Probability distributions

  • Random variable: Mapping between outcomes and real values that ease the probability calculus.

  • Independence: The occurrence of an outcome \(A_1\) variable doesn’t affect the other \(A_2\): \(p(A_1 \cap A_2) = p(A_1) \cdot p(A_2)\)

  • Probability distro: Function that provides occurrence probability of possible outcomes. Can be Discrete/Continuous.
    • PMF (Probability Mass Function): Probability of each point in a discrete R.V.
    • PDF (Probability Density Function): Likelihood of each point in a continuous R.V. Or probability spread over area.
  • Expectation:Weighted average of the distribution (aka center of mass).
    • In discrete r.v.: \(E [X] = \sum p(x) x\)
    • In continuous r.v.: \(E [X] = \int p(x) x\)
  • Variance: Expectation of the squared deviation of a r.v.

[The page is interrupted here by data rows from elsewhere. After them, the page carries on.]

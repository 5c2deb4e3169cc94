// Core modules
pub mod config;
pub mod types;
pub mod overrides;
pub mod sdk;
pub mod exchange;

// Handshake and session distribution
pub mod auth;
pub mod session;

// Server-side token relay
pub mod relay;

// Re-export key types and functions
pub use auth::{AuthOutcome, Authenticator, HandshakeError, HandshakeStatus, SetupOptions};
pub use config::{ClientConfig, RelayConfig};
pub use exchange::{ExchangeError, MockExchange, RelayClient, TokenExchange, select_exchange};
pub use overrides::{FileStore, LaunchParams, MemoryStore, OverrideStore, SessionStore};
pub use sdk::{AuthenticatedSession, BridgeError, HostSdk, SdkMode, select_sdk};
pub use session::{ProviderView, SessionContext, SessionProvider};
pub use types::{AccessToken, AuthorizationCode, ClientId, FrameId};

use std::sync::Arc;

use sdk::BridgeTransport;

/// Convenience function to wire a provider for one page load.
///
/// Picks the host SDK variant and the matching token exchange from the
/// launch parameters. Inside the host frame the bridge is opened through
/// `connect` and codes go through the relay built by `relay`; outside it
/// both are mocked and neither closure is called.
pub fn create_provider<F, R>(
    params: &LaunchParams,
    config: &ClientConfig,
    storage: Arc<dyn SessionStore>,
    options: SetupOptions,
    connect: F,
    relay: R,
) -> Result<Arc<SessionProvider>, ExchangeError>
where
    F: FnOnce() -> Arc<dyn BridgeTransport>,
    R: FnOnce() -> Result<Arc<dyn TokenExchange>, ExchangeError>,
{
    let exchange = select_exchange(params, relay)?;
    let sdk = select_sdk(params, config, storage, connect);
    let authenticator = Authenticator::new(config.client_id.clone(), sdk, exchange);
    Ok(Arc::new(SessionProvider::new(authenticator, options)))
}
//! Session validation port for bearer token validation.
//!
//! This port defines the contract for validating access tokens and extracting
//! user identity. It is provider-agnostic - an implementation exists for
//! Clerk, a mock for testing, and others (Auth0, Zitadel) could be added.

use async_trait::async_trait;

use crate::domain::foundation::{AuthenticatedUser, AuthError};

/// Validates access tokens and extracts user identity.
///
/// This is the primary port for authentication. HTTP middleware uses this
/// to validate Bearer tokens and extract the authenticated user.
///
/// # Contract
///
/// Implementations must:
/// - Validate the token signature
/// - Validate issuer and expiry claims
/// - Return `AuthError::InvalidToken` for malformed/bad signature tokens
/// - Return `AuthError::TokenExpired` for expired tokens
/// - Return `AuthError::ServiceUnavailable` for transient errors
#[async_trait]
pub trait SessionValidator: Send + Sync {
    /// Validate a bearer token and return the authenticated user.
    ///
    /// # Arguments
    ///
    /// * `token` - The raw token (without "Bearer " prefix)
    async fn validate(&self, token: &str) -> Result<AuthenticatedUser, AuthError>;
}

Maximum likelihood estimation

MLE finds the parameters which better explain the data. I.e. which achieve a higher likelihood on the distribution assumed (through expert knowledge or distribution tests):

\begin{equation} \theta^\star = \arg \max_\theta (\mathcal{L} (\mathcal{D}, \theta)) \end{equation}

In some cases (see Deep Generative Models) the assumed functional form of the likelihood is so complex that this optimization cannot be done analytically. We then use other optimization techniques (s.a. stochastic gradient ascent to optimize the likelihood).

Famous distributions

Discrete

Bernoulli

Toss of a coin with probability of head of \(\lambda \in [0, 1]\).

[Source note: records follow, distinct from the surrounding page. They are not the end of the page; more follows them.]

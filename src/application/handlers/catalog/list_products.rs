//! ListProductsHandler - Query handler for the public product catalog.

use std::sync::Arc;

use serde::Serialize;

use crate::ports::{PaymentError, PaymentProvider, Product};

/// Fallback currency when a price carries none.
const DEFAULT_CURRENCY: &str = "USD";

/// Simplified product representation served to the frontend.
#[derive(Debug, Clone, Serialize)]
pub struct ProductSummary {
    pub id: String,
    pub name: String,
    pub description: String,
    /// Price in major units (e.g. dollars).
    pub price: f64,
    pub currency: String,
    pub features: Vec<String>,
    pub popular: bool,
}

/// Handler for listing purchasable products.
///
/// Fetches the provider catalog and reshapes each entry: first listed
/// price (tolerating absent fields), minor-to-major unit conversion, a
/// popularity flag derived from the name, and benefits flattened into a
/// feature list.
pub struct ListProductsHandler {
    payment_provider: Arc<dyn PaymentProvider>,
}

impl ListProductsHandler {
    pub fn new(payment_provider: Arc<dyn PaymentProvider>) -> Self {
        Self { payment_provider }
    }

    pub async fn handle(&self) -> Result<Vec<ProductSummary>, PaymentError> {
        let products = self.payment_provider.list_products().await?;

        Ok(products
            .into_iter()
            .filter(|p| p.is_recurring && !p.is_archived)
            .map(reshape)
            .collect())
    }
}

/// Reshape a provider product into its external representation.
fn reshape(product: Product) -> ProductSummary {
    let first_price = product.prices.first();

    let amount_minor = first_price.and_then(|p| p.amount_minor).unwrap_or(0);
    let currency = first_price
        .and_then(|p| p.currency.clone())
        .unwrap_or_else(|| DEFAULT_CURRENCY.to_string());

    ProductSummary {
        popular: is_popular(&product.name),
        features: product
            .benefits
            .into_iter()
            .map(|b| b.description)
            .collect(),
        id: product.id,
        name: product.name,
        description: product.description.unwrap_or_default(),
        price: minor_to_major(amount_minor),
        currency,
    }
}

/// Convert minor units (cents) to major units.
fn minor_to_major(amount_minor: i64) -> f64 {
    amount_minor as f64 / 100.0
}

/// A product is flagged popular when its name contains "pro" in any
/// letter case.
fn is_popular(name: &str) -> bool {
    name.to_lowercase().contains("pro")
}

\begin{equation} X \in {0, 1} \end{equation}

\begin{equation} p(X = x \mid \lambda) = \begin{cases} \lambda & \textrm{if} x = 1 \newline 1-\lambda & \textrm{if} x = 0 \end{cases} \end{equation}

\[E [X] = \lambda \cdot 1 + (1 - \lambda) \cdot 0 = \lambda\]

\(V [X] = E [(X - E (X))^2]\) =

Categorical

Toss of a dice with \(k\) faces and probabilities \(\lambda_1, ..., \lambda_k\). Where \(\sum_i \lambda_i = 1\), and \(\lambda_i \in [0, 1] \forall i\).

\begin{equation} X \in {1:k} \end{equation}

\begin{equation} p(X=x \mid \lambda_{i=1:N}) = \begin{cases} \lambda_1 & \textrm{if} x = 1 \newline \lambda_2 & \textrm{if} x = 2 \newline … \end{cases} \end{equation}

Categorical Cross-Entropy is often used as a Loss function for ML models. Remember that the cross-entropy between the data distribution and the approximate one is:

\[\mathcal{H} (P, Q) = E_P [I_Q] = - \sum p(P=p_i) \log (Q = p_i) = - \sum \lambda_i \log (\hat \lambda_i)\]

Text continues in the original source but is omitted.